Speaking of motherships – although I didn’t know it at the time, it is an interesting coincidence that Wyn, the scientist who made the Blood Vivicanti, happened to have a mansion in Idyllville, too, wherein he also happened to be hiding an alien from the planet Khariton along with his spaceship.
Small world, literally, in comparison to Khariton, so I’m told.
When I moved to Idyllville, I brought with me only two luggage bags. But I feared I had too much baggage.
My new classmates were unlike any people I’d ever met. They’d come from all over the country, and some from foreign countries. We lived together in dorms. I’d been drowning my whole life. Breathing dormitory freedom was a little suffocating. Now I truly felt like a fish.
In hindsight, I wasn’t flopping about for air. I wasn’t even a beached whale. I was a turtle. My home was on my back.
I fit right in.
The Academy was also for students of creative writing, dance, theater, moving pictures, fashion, and design.
The Academy offered good courses, yes. But its teachers also provided students with lessons that I never knew were possible.
INTRO TO DANCE could have been titled INTRO TO SELF-CONFIDENCE.
DRAMATIC TECHNIQUES could have been titled TECHNIQUES FOR SELF-EMPOWERMENT.
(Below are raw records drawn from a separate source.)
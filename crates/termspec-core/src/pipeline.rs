//! Pipeline orchestration: wires every component into the `build` and
//! `validate` operations the CLI exposes (spec.md section 6).

use std::fs;
use std::path::PathBuf;

use scraper::{Html, Selector};

use crate::collector;
use crate::emitter::{self, EmitterContext};
use crate::error::Result;
use crate::findings::FindingSink;
use crate::manifest::Manifest;
use crate::markdown;
use crate::normalizer;
use crate::postprocess;
use crate::remote::{self, EtagCache};
use crate::render::RenderContext;
use crate::scanner;
use crate::store::ReferenceStore;
use crate::validator;
use crate::vcs;

/// Everything the pipeline needs to know that it cannot discover on disk or
/// the system clock: caller-supplied so runs stay reproducible in tests
/// (spec.md section 9).
#[derive(Debug, Clone)]
pub struct BuildOptions {
    /// Directory containing `specs.json`.
    pub base_dir: PathBuf,
    /// Explicit manifest path override; defaults to `base_dir/specs.json`.
    pub manifest_path: Option<PathBuf>,
    /// Skips the Remote Fetcher entirely, relying only on the cached store.
    pub no_fetch: bool,
    /// ISO 8601 timestamp stamped onto every finding and the store's history
    /// snapshot file name.
    pub timestamp: String,
    /// Unix milliseconds, used as the history snapshot file name suffix.
    pub unix_ms: i64,
    /// Human-readable build date shown in the document footer.
    pub current_date: String,
    /// Whether to write `index.html` to the output directory. `termspec
    /// validate` (spec.md section 6) runs the same pipeline through
    /// rendering and validation but must not write this file, so it sets
    /// this to `false`.
    pub write_output: bool,
}

/// Summary of one completed build, returned to the CLI for `--format json`
/// and exit-code decisions.
#[derive(Debug, Clone)]
pub struct BuildReport {
    /// Path to the written `index.html`, or `None` when
    /// [`BuildOptions::write_output`] was `false`.
    pub output_path: Option<PathBuf>,
    /// Every finding recorded during this build, in recording order.
    pub findings: Vec<crate::findings::Finding>,
    /// Number of reference records in the persisted store after this build.
    pub reference_count: usize,
}

/// Runs a full build: load manifest, scan, collect references, optionally
/// fetch remotes, render, postprocess, validate, and emit.
///
/// # Errors
///
/// Returns an error for any fatal condition (spec.md section 6): a missing
/// or invalid manifest, or an unwritable output path. Everything else is
/// recorded as a non-fatal [`crate::findings::Finding`] in the returned
/// report.
pub async fn build(options: &BuildOptions) -> Result<BuildReport> {
    let manifest = match &options.manifest_path {
        Some(path) => Manifest::load_from_file(path, options.base_dir.clone())?,
        None => Manifest::load(&options.base_dir)?,
    };

    let mut sink = FindingSink::new();

    let mut term_files = scanner::scan_terminology_files(&manifest.terms_directory())?;
    normalize_term_files_in_place(&mut term_files)?;
    let main_content = scanner::concatenate_main_document(
        &manifest.spec_directory(),
        &manifest.spec.markdown_paths,
    )?;

    let cache_dir = manifest.cache_directory();
    let mut store = ReferenceStore::load(&cache_dir.join(crate::store::STORE_JSON_FILE_NAME))?;
    write_term_index(&cache_dir, &term_files)?;

    // The main document content is scanned for xref/tref too, but isn't itself
    // a `MarkdownFile` on disk in the same sense (it's the concatenation of
    // `markdown_paths`); feed it through the same scan by wrapping it. Both are
    // collected in a single pass so the prune step (spec.md section 4.6 step 2)
    // sees every currently-live reference at once -- pruning against only a
    // subset of files would incorrectly drop records mentioned solely in the
    // other subset.
    let mut combined_files: Vec<scanner::MarkdownFile> = term_files.clone();
    combined_files.push(scanner::MarkdownFile {
        relative_path: "(main document)".to_string(),
        absolute_path: manifest.spec_directory(),
        content: main_content.clone(),
    });
    collector::collect(&manifest, &combined_files, &mut store, &mut sink, &options.timestamp);

    if !options.no_fetch {
        let descriptors = manifest
            .spec
            .external_specs
            .iter()
            .map(|d| (d.external_spec.clone(), d.clone()))
            .collect();
        let client = reqwest::Client::builder()
            .user_agent("termspec/0.1")
            .build()?;
        let mut etag_cache = EtagCache::new();
        remote::fetch_and_enrich(
            &client,
            &descriptors,
            &mut etag_cache,
            &mut store,
            &mut sink,
            &options.timestamp,
            &cache_dir,
            options.unix_ms,
        )
        .await;
    }

    store.persist(&cache_dir, options.unix_ms)?;

    let known_specs: std::collections::HashSet<String> = manifest
        .spec
        .external_specs
        .iter()
        .map(|d| d.external_spec.clone())
        .collect();
    let mut ctx = RenderContext::with_known_specs(&store, known_specs);
    let main_html = markdown::render_document(&main_content, &mut ctx, "(main document)")?;

    let mut definitions_html = String::new();
    for file in &term_files {
        definitions_html.push_str(&markdown::render_document(
            &file.content,
            &mut ctx,
            &file.relative_path,
        )?);
    }

    let combined_body = format!(
        r#"{main_html}<div id="terminology-section-start"></div>{definitions_html}"#
    );
    let postprocessed_body = postprocess::reunify_definition_lists(&combined_body);

    validator::validate(
        &postprocessed_body,
        &ctx.definitions,
        &ctx.references,
        &mut sink,
        &options.timestamp,
    );

    let toc = build_toc(&postprocessed_body, manifest.anchor_symbol());
    let xtrefs_data = store.to_js_snapshot()?;
    let branch = vcs::current_branch(&manifest.base_dir);

    let emitter_ctx = EmitterContext {
        render: &postprocessed_body,
        toc: &toc,
        xtrefs_data: &xtrefs_data,
        assets_head: "",
        assets_body: "",
        assets_svg: "",
        current_date: &options.current_date,
        universal_timestamp: &options.timestamp,
        branch: &branch,
    };

    let output_path = if options.write_output {
        let html = emitter::render_document(emitter::DEFAULT_TEMPLATE, &manifest, &emitter_ctx);
        Some(emitter::write_output(&manifest.output_directory(), &html)?)
    } else {
        None
    };

    write_console_messages(&cache_dir, &sink, &options.timestamp)?;

    Ok(BuildReport {
        output_path,
        findings: sink.findings().to_vec(),
        reference_count: store.len(),
    })
}

/// Runs only the scan/collect/render/validate stages and reports findings,
/// without fetching remotes or writing any output (spec.md section 6's
/// `validate` subcommand).
///
/// # Errors
///
/// Returns an error for a missing or invalid manifest.
pub async fn validate_only(options: &BuildOptions) -> Result<Vec<crate::findings::Finding>> {
    let mut fetch_options = options.clone();
    fetch_options.no_fetch = true;
    fetch_options.write_output = false;
    let report = build(&fetch_options).await?;
    Ok(report.findings)
}

/// Applies the Normalizer (spec.md section 4.3) to every scanned terminology
/// file, rewriting the file on disk when normalization changes it ("operates
/// on terminology files in place") and updating the in-memory content so the
/// rest of the pipeline parses the normalized form.
fn normalize_term_files_in_place(term_files: &mut [scanner::MarkdownFile]) -> Result<()> {
    for file in term_files.iter_mut() {
        let normalized = normalizer::normalize(&file.content);
        if normalized != file.content {
            fs::write(&file.absolute_path, &normalized)?;
        }
        file.content = normalized;
    }
    Ok(())
}

/// Writes `term-index.json`: the list of terminology-file relative paths
/// scanned for this build, kept as a diagnostics aid (spec.md section 6).
fn write_term_index(cache_dir: &std::path::Path, term_files: &[scanner::MarkdownFile]) -> Result<()> {
    fs::create_dir_all(cache_dir)?;
    let paths: Vec<&str> = term_files.iter().map(|f| f.relative_path.as_str()).collect();
    let json = serde_json::to_string_pretty(&paths)?;
    let tmp_path = cache_dir.join("term-index.json.tmp");
    let final_path = cache_dir.join("term-index.json");
    fs::write(&tmp_path, json)?;
    fs::rename(&tmp_path, &final_path)?;
    Ok(())
}

fn heading_selector() -> Selector {
    Selector::parse("h1[id], h2[id], h3[id]").expect("static selector")
}

/// Builds a flat table of contents from every `id`-bearing heading in the
/// rendered body. Each entry's anchor carries the manifest's configured
/// `anchorSymbol` (spec.md section 4.1), so a reader can see which headings
/// are directly linkable.
fn build_toc(body_html: &str, anchor_symbol: &str) -> String {
    let document = Html::parse_fragment(body_html);
    let mut out = String::from("<ul>");
    for heading in document.select(&heading_selector()) {
        let id = heading.value().attr("id").unwrap_or_default();
        let level = heading.value().name();
        let text = heading.text().collect::<String>();
        out.push_str(&format!(
            r#"<li class="toc-{level}"><a class="toc-anchor" href="#{id}">{anchor_symbol}</a> <a href="#{id}">{text}</a></li>"#
        ));
    }
    out.push_str("</ul>");
    out
}

fn write_console_messages(cache_dir: &std::path::Path, sink: &FindingSink, timestamp: &str) -> Result<()> {
    fs::create_dir_all(cache_dir)?;
    let snapshot = sink.to_snapshot(timestamp);
    let json = serde_json::to_string_pretty(&snapshot)?;
    let tmp_path = cache_dir.join("console-messages.json.tmp");
    let final_path = cache_dir.join("console-messages.json");
    fs::write(&tmp_path, json)?;
    fs::rename(&tmp_path, &final_path)?;
    Ok(())
}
FLASH FICTION, MODERN ARCHI-TECTURE, GEORGES MÉLIÈS – each class could have been a course on maturing in self-awareness.
My old high school never taught that. Does any?
Then there were my music classes.
Studying music meant that you also had to study performance.
Voice lessons meant standing on stage to show the world who you had become and how you loved your self.
Call it: SELF-ACTUALIZATION 101.
Needs met.
My new classmates were nothing like my old. They had an insight into their skills-set. They knew what they wanted to do in life because they had known who they wanted to be since they knew who they were. And they knew who they were because those who formed them trusted them enough to think for themselves.
Was my new situation perfect?
Utopia’s vantage point lacks sight of greener grass – so, no, Idyllville wasn’t perfect. But it was perfect for me at that time of life.
Of course there were jerks at the Academy. But they were a different breed of jerk.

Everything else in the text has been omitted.